I nodded but still felt as isolated as a lost ship at sea. The night had become as intimate as a knife fight -- and about as friendly.

New Orleans was a city of the dead and the dying and not much else. The stink of death was thick in the air. Dead creatures still floated down the streets and over the sidewalks. Bloated-bellied dogs, cats, rats, and even one dead drug addict, finally at peace.

I spotted one death-swollen deer as I waded beside a strangely silent Renfield. Flattened birds were feathered pancakes on some club fronts we passed.

What had Thoreau written? “Our lives revolve unceasingly, but the center is ever the same. And the wise will only regard the seasons of the soul.”

The seasons of the soul.

I looked up into the endless sable depths between the stars. I felt like the wolf staring up into the dark universe, who never learns why he must live like he does. But still he sings to the moon. One lonely spirit to another.

We were almost there, near Rue Burgandy and Rampart Street. The night was still not my friend. Too much recent death had set the night trembling with vengeful, wandering souls.

Spirits, lost and angry, were trudging beside us. Because of Death's blood in my veins, I could see them slowly circling us as they had that night as I walked to the Convention Center.

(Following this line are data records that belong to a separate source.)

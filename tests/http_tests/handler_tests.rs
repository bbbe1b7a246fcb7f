//! Tests for the HTTP API
//!
//! These tests verify:
//! - Status codes and bodies for every route
//! - Request validation (400)
//! - Not-found mapping (404) vs storage failure (500)
//! - CORS preflight

use std::fs;
use std::io;
use std::sync::Arc;

use axum::body::{to_bytes, Body, Bytes};
use axum::http::{header, Method, Request, StatusCode};
use axum::Router;
use chrono::DateTime;
use recordstore::http::{self, CreateResponse, ErrorResponse};
use recordstore::{Engine, Record, RecordStore, StoreError};
use tempfile::TempDir;
use tower::ServiceExt;

// =============================================================================
// Helper Functions
// =============================================================================

const VALID_BODY: &str = r#"{
    "IntValue": 42,
    "StrValue": "foo",
    "BoolValue": false,
    "TimeValue": "2023-12-31T12:42:59.987654321+01:00"
}"#;

fn setup_app() -> (TempDir, Arc<Engine>, Router) {
    let temp_dir = TempDir::new().unwrap();
    let engine = Arc::new(Engine::open_path(&temp_dir.path().join("records.bin")).unwrap());
    let app = http::router(engine.clone());
    (temp_dir, engine, app)
}

fn request(method: Method, uri: &str, body: Option<&str>) -> Request<Body> {
    let builder = Request::builder().method(method).uri(uri);
    match body {
        Some(b) => builder
            .header(header::CONTENT_TYPE, "application/json")
            .body(Body::from(b.to_string()))
            .unwrap(),
        None => builder.body(Body::empty()).unwrap(),
    }
}

async fn send(app: &Router, req: Request<Body>) -> (StatusCode, Bytes) {
    let response = app.clone().oneshot(req).await.unwrap();
    let status = response.status();
    let body = to_bytes(response.into_body(), usize::MAX).await.unwrap();
    (status, body)
}

async fn create(app: &Router, body: &str) -> i64 {
    let (status, bytes) = send(app, request(Method::POST, "/records", Some(body))).await;
    assert_eq!(status, StatusCode::CREATED);
    serde_json::from_slice::<CreateResponse>(&bytes).unwrap().id
}

fn err_text(bytes: &Bytes) -> String {
    serde_json::from_slice::<ErrorResponse>(bytes).unwrap().err_text
}

/// Store whose every call fails with an I/O error
struct BrokenStore;

impl RecordStore for BrokenStore {
    fn create(&self, _record: &Record) -> recordstore::Result<i64> {
        Err(StoreError::Io(io::Error::new(io::ErrorKind::Other, "disk full")))
    }

    fn get(&self, _id: i64) -> recordstore::Result<Option<Record>> {
        Err(StoreError::Io(io::Error::new(io::ErrorKind::Other, "disk gone")))
    }

    fn update(&self, _id: i64, _record: &Record) -> recordstore::Result<Option<i64>> {
        Err(StoreError::Io(io::Error::new(io::ErrorKind::Other, "disk gone")))
    }

    fn delete(&self, _id: i64) -> recordstore::Result<bool> {
        Err(StoreError::Io(io::Error::new(io::ErrorKind::Other, "disk gone")))
    }
}

// =============================================================================
// Readiness
// =============================================================================

#[tokio::test]
async fn test_readyz_ok() {
    let (_temp, _engine, app) = setup_app();

    let response = app
        .clone()
        .oneshot(request(Method::GET, "/readyz", None))
        .await
        .unwrap();

    assert_eq!(response.status(), StatusCode::OK);
    assert_eq!(response.headers()[header::CONTENT_TYPE], "text/html");
    let body = to_bytes(response.into_body(), usize::MAX).await.unwrap();
    assert_eq!(&body[..], b"OK");
}

// =============================================================================
// Create
// =============================================================================

#[tokio::test]
async fn test_create_valid_records() {
    let (_temp, _engine, app) = setup_app();

    assert_eq!(create(&app, VALID_BODY).await, 1);
    assert_eq!(create(&app, VALID_BODY).await, 2);
    assert_eq!(create(&app, VALID_BODY).await, 3);
}

#[tokio::test]
async fn test_create_response_is_json() {
    let (_temp, _engine, app) = setup_app();

    let response = app
        .clone()
        .oneshot(request(Method::POST, "/records", Some(VALID_BODY)))
        .await
        .unwrap();

    assert_eq!(response.status(), StatusCode::CREATED);
    assert_eq!(response.headers()[header::CONTENT_TYPE], "application/json");
    let body = to_bytes(response.into_body(), usize::MAX).await.unwrap();
    assert_eq!(&body[..], br#"{"ID":1}"#);
}

#[tokio::test]
async fn test_create_without_content_type_accepted() {
    let (_temp, _engine, app) = setup_app();
    let req = Request::builder()
        .method(Method::POST)
        .uri("/records")
        .body(Body::from(VALID_BODY))
        .unwrap();

    let (status, _) = send(&app, req).await;

    assert_eq!(status, StatusCode::CREATED);
}

#[tokio::test]
async fn test_create_wrong_type_bad_request() {
    let (_temp, engine, app) = setup_app();
    let body = r#"{"IntValue": 42, "StrValue": 44, "BoolValue": false, "TimeValue": "2023-10-14T12:00:00Z"}"#;

    let (status, bytes) = send(&app, request(Method::POST, "/records", Some(body))).await;

    assert_eq!(status, StatusCode::BAD_REQUEST);
    assert!(!err_text(&bytes).is_empty());
    assert_eq!(engine.slot_count(), 0);
}

#[tokio::test]
async fn test_create_missing_time_bad_request() {
    let (_temp, engine, app) = setup_app();
    let body = r#"{"IntValue": 42, "StrValue": "Test Record", "BoolValue": false}"#;

    let (status, bytes) = send(&app, request(Method::POST, "/records", Some(body))).await;

    assert_eq!(status, StatusCode::BAD_REQUEST);
    assert!(err_text(&bytes).contains("TimeValue"));
    assert_eq!(engine.slot_count(), 0);
}

#[tokio::test]
async fn test_create_zero_int_bad_request() {
    let (_temp, _engine, app) = setup_app();
    let body = r#"{"IntValue": 0, "StrValue": "x", "TimeValue": "2023-10-14T12:00:00Z"}"#;

    let (status, bytes) = send(&app, request(Method::POST, "/records", Some(body))).await;

    assert_eq!(status, StatusCode::BAD_REQUEST);
    assert!(err_text(&bytes).contains("IntValue"));
}

#[tokio::test]
async fn test_create_unknown_field_bad_request() {
    let (_temp, _engine, app) = setup_app();
    let body = r#"{"IntValue": 1, "StrValue": "x", "TimeValue": "2023-10-14T12:00:00Z", "Extra": 1}"#;

    let (status, _) = send(&app, request(Method::POST, "/records", Some(body))).await;

    assert_eq!(status, StatusCode::BAD_REQUEST);
}

#[tokio::test]
async fn test_create_long_string_bad_request() {
    let (_temp, engine, app) = setup_app();
    let body = format!(
        r#"{{"IntValue": 1, "StrValue": "{}", "TimeValue": "2023-10-14T12:00:00Z"}}"#,
        "s".repeat(65)
    );

    let (status, bytes) = send(&app, request(Method::POST, "/records", Some(&body))).await;

    assert_eq!(status, StatusCode::BAD_REQUEST);
    assert!(err_text(&bytes).contains("StrValue"));
    assert_eq!(engine.slot_count(), 0);
}

#[tokio::test]
async fn test_create_malformed_json_bad_request() {
    let (_temp, _engine, app) = setup_app();

    let (status, _) = send(&app, request(Method::POST, "/records", Some("{not json"))).await;

    assert_eq!(status, StatusCode::BAD_REQUEST);
}

// =============================================================================
// Get
// =============================================================================

#[tokio::test]
async fn test_get_record() {
    let (_temp, _engine, app) = setup_app();
    create(&app, VALID_BODY).await;

    let (status, bytes) = send(&app, request(Method::GET, "/records/1", None)).await;

    assert_eq!(status, StatusCode::OK);
    let record: Record = serde_json::from_slice(&bytes).unwrap();
    assert_eq!(record.id, 1);
    assert_eq!(record.int_value, 42);
    assert_eq!(record.str_value, "foo");
    assert!(!record.bool_value);
    assert_eq!(
        record.time_value,
        DateTime::parse_from_rfc3339("2023-12-31T12:42:59.987654321+01:00").unwrap()
    );
}

#[tokio::test]
async fn test_get_json_field_names() {
    let (_temp, _engine, app) = setup_app();
    create(&app, VALID_BODY).await;

    let (_, bytes) = send(&app, request(Method::GET, "/records/1", None)).await;
    let value: serde_json::Value = serde_json::from_slice(&bytes).unwrap();

    for field in ["id", "IntValue", "StrValue", "BoolValue", "TimeValue"] {
        assert!(value.get(field).is_some(), "missing {}", field);
    }
}

#[tokio::test]
async fn test_get_not_found() {
    let (_temp, _engine, app) = setup_app();

    let (status, bytes) = send(&app, request(Method::GET, "/records/99", None)).await;

    assert_eq!(status, StatusCode::NOT_FOUND);
    assert_eq!(err_text(&bytes), "record not found");
}

#[tokio::test]
async fn test_non_numeric_id_not_found() {
    let (_temp, _engine, app) = setup_app();
    create(&app, VALID_BODY).await;

    let (status, _) = send(&app, request(Method::GET, "/records/abc", None)).await;
    assert_eq!(status, StatusCode::NOT_FOUND);

    let (status, _) = send(&app, request(Method::PUT, "/records/abc", Some(VALID_BODY))).await;
    assert_eq!(status, StatusCode::NOT_FOUND);

    let (status, _) = send(&app, request(Method::DELETE, "/records/abc", None)).await;
    assert_eq!(status, StatusCode::NOT_FOUND);
}

#[tokio::test]
async fn test_get_corrupt_slot_is_internal_error() {
    let temp_dir = TempDir::new().unwrap();
    let path = temp_dir.path().join("records.bin");
    let mut slot = [0u8; 98];
    slot[0..8].copy_from_slice(&1i64.to_le_bytes());
    slot[97] = b'\n';
    fs::write(&path, slot).unwrap();
    let app = http::router(Arc::new(Engine::open_path(&path).unwrap()));

    let (status, bytes) = send(&app, request(Method::GET, "/records/1", None)).await;

    assert_eq!(status, StatusCode::INTERNAL_SERVER_ERROR);
    assert!(err_text(&bytes).contains("time field"), "{}", err_text(&bytes));
}

// =============================================================================
// Edit
// =============================================================================

#[tokio::test]
async fn test_edit_record() {
    let (_temp, engine, app) = setup_app();
    create(&app, VALID_BODY).await;
    create(&app, VALID_BODY).await;
    let body = r#"{"id": 1, "IntValue": 90, "StrValue": "bar", "BoolValue": true, "TimeValue": "2024-01-01T00:00:00Z"}"#;

    let (status, _) = send(&app, request(Method::PUT, "/records/2", Some(body))).await;

    assert_eq!(status, StatusCode::OK);
    let edited = engine.get(2).unwrap().unwrap();
    assert_eq!(edited.id, 2);
    assert_eq!(edited.int_value, 90);
    assert_eq!(edited.str_value, "bar");
    assert!(edited.bool_value);
    assert_eq!(engine.get(1).unwrap().unwrap().str_value, "foo");
}

#[tokio::test]
async fn test_edit_not_found() {
    let (_temp, _engine, app) = setup_app();

    let (status, bytes) = send(&app, request(Method::PUT, "/records/5", Some(VALID_BODY))).await;

    assert_eq!(status, StatusCode::NOT_FOUND);
    assert_eq!(err_text(&bytes), "record not found");
}

#[tokio::test]
async fn test_edit_invalid_body() {
    let (_temp, _engine, app) = setup_app();
    create(&app, VALID_BODY).await;

    let (status, _) = send(&app, request(Method::PUT, "/records/1", Some(r#"{"IntValue": 1}"#))).await;

    assert_eq!(status, StatusCode::BAD_REQUEST);
}

// =============================================================================
// Delete
// =============================================================================

#[tokio::test]
async fn test_delete_record() {
    let (_temp, engine, app) = setup_app();
    create(&app, VALID_BODY).await;
    let len_before = engine.file_len();

    let (status, bytes) = send(&app, request(Method::DELETE, "/records/1", None)).await;

    assert_eq!(status, StatusCode::NO_CONTENT);
    assert!(bytes.is_empty());
    assert_eq!(engine.file_len(), len_before);

    let (status, _) = send(&app, request(Method::GET, "/records/1", None)).await;
    assert_eq!(status, StatusCode::NOT_FOUND);
}

#[tokio::test]
async fn test_delete_twice_not_found() {
    let (_temp, _engine, app) = setup_app();
    create(&app, VALID_BODY).await;
    send(&app, request(Method::DELETE, "/records/1", None)).await;

    let (status, _) = send(&app, request(Method::DELETE, "/records/1", None)).await;

    assert_eq!(status, StatusCode::NOT_FOUND);
}

// =============================================================================
// Storage Failures
// =============================================================================

#[tokio::test]
async fn test_storage_failure_is_internal_error() {
    let app = http::router(Arc::new(BrokenStore));

    let (status, bytes) = send(&app, request(Method::POST, "/records", Some(VALID_BODY))).await;
    assert_eq!(status, StatusCode::INTERNAL_SERVER_ERROR);
    assert!(err_text(&bytes).contains("disk full"));

    let (status, _) = send(&app, request(Method::GET, "/records/1", None)).await;
    assert_eq!(status, StatusCode::INTERNAL_SERVER_ERROR);

    let (status, _) = send(&app, request(Method::PUT, "/records/1", Some(VALID_BODY))).await;
    assert_eq!(status, StatusCode::INTERNAL_SERVER_ERROR);

    let (status, _) = send(&app, request(Method::DELETE, "/records/1", None)).await;
    assert_eq!(status, StatusCode::INTERNAL_SERVER_ERROR);
}

// =============================================================================
// CORS
// =============================================================================

#[tokio::test]
async fn test_cors_preflight() {
    let (_temp, _engine, app) = setup_app();
    let req = Request::builder()
        .method(Method::OPTIONS)
        .uri("/records")
        .header(header::ORIGIN, "http://example.com")
        .header(header::ACCESS_CONTROL_REQUEST_METHOD, "POST")
        .header(header::ACCESS_CONTROL_REQUEST_HEADERS, "content-type")
        .body(Body::empty())
        .unwrap();

    let response = app.clone().oneshot(req).await.unwrap();

    assert_eq!(response.status(), StatusCode::OK);
    assert_eq!(response.headers()[header::ACCESS_CONTROL_ALLOW_ORIGIN], "*");
    let methods = response.headers()[header::ACCESS_CONTROL_ALLOW_METHODS]
        .to_str()
        .unwrap()
        .to_string();
    assert!(methods.contains("POST"));
    assert!(methods.contains("DELETE"));
}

Their shuffling feet were heavy behind us then grew silent. They flowed inches above the flooded sidewalk until they paced us. I could feel the touch of their sunken, hungry eyes on my throat.

If these dead wanted to drink from the living, they had come to a dry well with me and Renfield.

My face grew tight as I spotted the strangely untouched building in front of us. The fine mist dripping from the brim of my Stetson, I stopped at the elegant house I had been looking for.

We were at the home of the undead Marie Laveau.

Tuesday, August 24, 2010


{“When the fox preaches, look to your geese.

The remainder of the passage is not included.